----- Supplied material -----

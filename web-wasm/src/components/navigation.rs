//! ナビゲーションバー

use crate::app::use_app;
use leptos::prelude::*;

#[component]
pub fn Navigation() -> impl IntoView {
    let ctx = use_app();

    view! {
        <nav class="navbar">
            <a href="/" class="navbar-brand">"Trust WEDO"</a>

            <div class="navbar-links">
                <a href="/docs">{move || ctx.tr("nav.docs")}</a>
                <a href="/pricing">{move || ctx.tr("nav.pricing")}</a>
                <a href="/playground">{move || ctx.tr("nav.playground")}</a>
            </div>

            <div class="navbar-actions">
                <button
                    class="btn btn-ghost btn-small"
                    on:click=move |_| ctx.toggle_language()
                >
                    {move || ctx.lang().toggled().short_label()}
                </button>
                <button
                    class="btn btn-ghost btn-small"
                    title=move || {
                        if ctx.prefs.get().theme.is_dark() {
                            ctx.tr("nav.lightMode")
                        } else {
                            ctx.tr("nav.darkMode")
                        }
                    }
                    on:click=move |_| ctx.toggle_theme()
                >
                    {move || if ctx.prefs.get().theme.is_dark() { "☀️" } else { "🌙" }}
                </button>
                <Show
                    when=move || ctx.is_signed_in()
                    fallback=move || view! {
                        <a href="/login" class="btn btn-secondary btn-small">
                            {move || ctx.tr("nav.login")}
                        </a>
                        <a href="/signup" class="btn btn-primary btn-small">
                            {move || ctx.tr("nav.signup")}
                        </a>
                    }
                >
                    <a href="/dashboard" class="btn btn-primary btn-small">
                        {move || ctx.tr("nav.dashboard")}
                    </a>
                </Show>
            </div>
        </nav>
    }
}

-----

Exercise brief —
Check each line of the data above, and please copy the ones in which the string "class" occurs.

Written solution —
        <nav class="navbar">
            <a href="/" class="navbar-brand">"Trust WEDO"</a>
            <div class="navbar-links">
            <div class="navbar-actions">
                    class="btn btn-ghost btn-small"
                    class="btn btn-ghost btn-small"
                        <a href="/login" class="btn btn-secondary btn-small">
                        <a href="/signup" class="btn btn-primary btn-small">
                    <a href="/dashboard" class="btn btn-primary btn-small">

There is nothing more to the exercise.